*ASSIGNMENT*: For the data below, give again exactly the lines from the one containing "use crate::middleware::JsonObject;" through the one containing "use serde::Serialize;", both ends included, and no others.

* * * * *

use axum::{extract::State, Json};
use serde_json::Value;

use crate::error::ApiResult;
use crate::middleware::JsonObject;
use crate::models::KPI_TARGET;
use crate::state::AppState;

/// POST /api/kpis/targets - body `{ project_id, type, metric, target_value, due_date? }`
///
/// `target_value` only has to be present, so `0` is a valid target.
pub async fn create_target(State(state): State<AppState>, body: JsonObject) -> ApiResult<Json<Value>> {
    super::create(&state, &KPI_TARGET, body).await.map(Json)
}
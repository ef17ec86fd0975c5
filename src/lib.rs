pub mod app;
pub mod config;
pub mod database;
pub mod error;
pub mod handlers;
pub mod middleware;
pub mod models;
pub mod state;

pub use app::{router, serve};
pub use state::AppState;
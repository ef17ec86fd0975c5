use axum::Json;
use serde::Serialize;

#[derive(Debug, Serialize, PartialEq, Eq)]
pub struct Health {
    pub ok: bool,
}

/// GET /health - liveness only; never touches the store or checks auth.
pub async fn health() -> Json<Health> {
    Json(Health { ok: true })
}
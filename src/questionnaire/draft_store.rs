use std::collections::HashMap;
use std::sync::Arc;
use teloxide::types::ChatId;
use tokio::sync::RwLock;

use crate::models::{Field, FieldValue, QuestionnaireDraft};

/// Черновики анкет в памяти, не больше одного на пользователя
#[derive(Clone, Default)]
pub struct DraftStore {
    drafts: Arc<RwLock<HashMap<ChatId, QuestionnaireDraft>>>,
}

impl DraftStore {
    /// Новый черновик; несохраненный предыдущий затирается
    pub async fn start(&self, chat_id: ChatId) -> QuestionnaireDraft {
        let draft = QuestionnaireDraft::new();
        self.drafts.write().await.insert(chat_id, draft.clone());
        log::info!("Questionnaire draft started for user {}", chat_id);
        draft
    }

    pub async fn get(&self, chat_id: ChatId) -> Option<QuestionnaireDraft> {
        self.drafts.read().await.get(&chat_id).cloned()
    }

    /// Запись значения поля; false если черновика нет
    pub async fn update_field(&self, chat_id: ChatId, field: Field, value: FieldValue) -> bool {
        let mut drafts = self.drafts.write().await;
        match drafts.get_mut(&chat_id) {
            Some(draft) => {
                draft.set(field, value);
                log::debug!("Field {:?} updated for user {}", field, chat_id);
                true
            }
            None => false,
        }
    }

    /// Удаление черновика; false если удалять было нечего
    pub async fn remove(&self, chat_id: ChatId) -> bool {
        self.drafts.write().await.remove(&chat_id).is_some()
    }
}

#[cfg(test)]
mod tests {
    use super::*;

    const USER: ChatId = ChatId(100);

    #[tokio::test]
    async fn start_creates_fresh_draft() {
        let store = DraftStore::default();
        assert!(store.get(USER).await.is_none());

        store.start(USER).await;
        let draft = store.get(USER).await.unwrap();
        assert!(draft.full_name.is_empty());
        assert_eq!(draft.filled_count(), 0);
    }

    #[tokio::test]
    async fn start_discards_previous_draft() {
        let store = DraftStore::default();
        store.start(USER).await;
        store
            .update_field(USER, Field::FullName, FieldValue::Text("Ivan".into()))
            .await;

        store.start(USER).await;
        assert!(store.get(USER).await.unwrap().full_name.is_empty());
    }

    #[tokio::test]
    async fn update_field_without_draft_fails() {
        let store = DraftStore::default();
        let updated = store
            .update_field(USER, Field::Age, FieldValue::Number(30))
            .await;
        assert!(!updated);
    }

    #[tokio::test]
    async fn update_refreshes_updated_at() {
        let store = DraftStore::default();
        store.start(USER).await;
        let before = store.get(USER).await.unwrap().updated_at;

        store
            .update_field(USER, Field::Phone, FieldValue::Text("+1 5551234567".into()))
            .await;
        let after = store.get(USER).await.unwrap();
        assert_eq!(after.phone, "+1 5551234567");
        assert!(after.updated_at >= before);
    }

    #[tokio::test]
    async fn remove_reports_presence() {
        let store = DraftStore::default();
        assert!(!store.remove(USER).await);
        store.start(USER).await;
        assert!(store.remove(USER).await);
        assert!(store.get(USER).await.is_none());
    }

    #[tokio::test]
    async fn drafts_are_isolated_per_user() {
        let store = DraftStore::default();
        let other = ChatId(200);
        store.start(USER).await;
        store.start(other).await;
        store
            .update_field(USER, Field::FullName, FieldValue::Text("Ivan".into()))
            .await;

        assert_eq!(store.get(USER).await.unwrap().full_name, "Ivan");
        assert!(store.get(other).await.unwrap().full_name.is_empty());
    }
}
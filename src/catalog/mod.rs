use sqlx::sqlite::{SqliteConnectOptions, SqlitePool, SqlitePoolOptions};
use sqlx::FromRow;

/// Справочник модулей курса. Данные только для чтения.
#[derive(Clone, Debug)]
pub struct Catalog {
    pool: SqlitePool,
}

#[derive(Debug, Clone, FromRow)]
pub struct CatalogItem {
    pub id: i64,
    pub description: String,
}

const CATALOG_ITEMS: [(i64, &str); 3] = [
    (
        1,
        "VCc01.Работа с таблицам через API, использование таблиц в виде базы данных",
    ),
    (2, "VCc02.Использование MCP серверов в Cursor"),
    (
        3,
        "VCc03.Что такое автономные агент, и как это работает. Пример с базовым парсингом сайта",
    ),
];

impl Catalog {
    pub async fn new(path: &str) -> Result<Self, sqlx::Error> {
        let options = SqliteConnectOptions::new()
            .filename(path)
            .create_if_missing(true);

        let pool = SqlitePoolOptions::new()
            .max_connections(5)
            .connect_with(options)
            .await?;

        Ok(Catalog { pool })
    }

    /// Создание таблицы и заполнение каталога
    pub async fn init(&self) -> Result<(), sqlx::Error> {
        sqlx::query(
            r#"
            CREATE TABLE IF NOT EXISTS catalog (
                id INTEGER PRIMARY KEY,
                description TEXT NOT NULL
            )
            "#,
        )
        .execute(&self.pool)
        .await?;

        // Каталог пересобирается при каждом старте
        sqlx::query("DELETE FROM catalog").execute(&self.pool).await?;

        for (id, description) in CATALOG_ITEMS {
            sqlx::query("INSERT OR REPLACE INTO catalog (id, description) VALUES (?, ?)")
                .bind(id)
                .bind(description)
                .execute(&self.pool)
                .await?;
        }

        Ok(())
    }

    pub async fn all_items(&self) -> Result<Vec<CatalogItem>, sqlx::Error> {
        sqlx::query_as::<_, CatalogItem>("SELECT id, description FROM catalog ORDER BY id")
            .fetch_all(&self.pool)
            .await
    }

    pub async fn item_by_id(&self, id: i64) -> Result<Option<CatalogItem>, sqlx::Error> {
        sqlx::query_as::<_, CatalogItem>("SELECT id, description FROM catalog WHERE id = ?")
            .bind(id)
            .fetch_optional(&self.pool)
            .await
    }
}

#[cfg(test)]
mod tests {
    use super::*;

    async fn memory_catalog() -> Catalog {
        // Одно соединение, иначе каждый коннект получит свою пустую :memory: базу
        let pool = SqlitePoolOptions::new()
            .max_connections(1)
            .connect("sqlite::memory:")
            .await
            .unwrap();
        let catalog = Catalog { pool };
        catalog.init().await.unwrap();
        catalog
    }

    #[tokio::test]
    async fn init_seeds_three_items_in_order() {
        let catalog = memory_catalog().await;
        let items = catalog.all_items().await.unwrap();
        assert_eq!(items.len(), 3);
        assert_eq!(items[0].id, 1);
        assert_eq!(items[2].id, 3);
        assert!(items[0].description.starts_with("VCc01"));
    }

    #[tokio::test]
    async fn init_is_idempotent() {
        let catalog = memory_catalog().await;
        catalog.init().await.unwrap();
        assert_eq!(catalog.all_items().await.unwrap().len(), 3);
    }

    #[tokio::test]
    async fn item_lookup_by_id() {
        let catalog = memory_catalog().await;
        let item = catalog.item_by_id(2).await.unwrap().unwrap();
        assert!(item.description.contains("MCP"));
        assert!(catalog.item_by_id(42).await.unwrap().is_none());
    }
}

* * * * *

*ANSWER FOR THIS EXERCISE*:
use crate::middleware::JsonObject;
use crate::models::KPI_TARGET;
use crate::state::AppState;

/// POST /api/kpis/targets - body `{ project_id, type, metric, target_value, due_date? }`
///
/// `target_value` only has to be present, so `0` is a valid target.
pub async fn create_target(State(state): State<AppState>, body: JsonObject) -> ApiResult<Json<Value>> {
    super::create(&state, &KPI_TARGET, body).await.map(Json)
}
repository ef17ec86fd0975c5
filename src/lib.rs
pub mod app;
pub mod config;
pub mod database;
pub mod error;
pub mod handlers;
pub mod middleware;
pub mod models;
pub mod state;

pub use app::{router, serve};
pub use state::AppState;
repository ef17ec86fd0975c5
use axum::Json;
use serde::Serialize;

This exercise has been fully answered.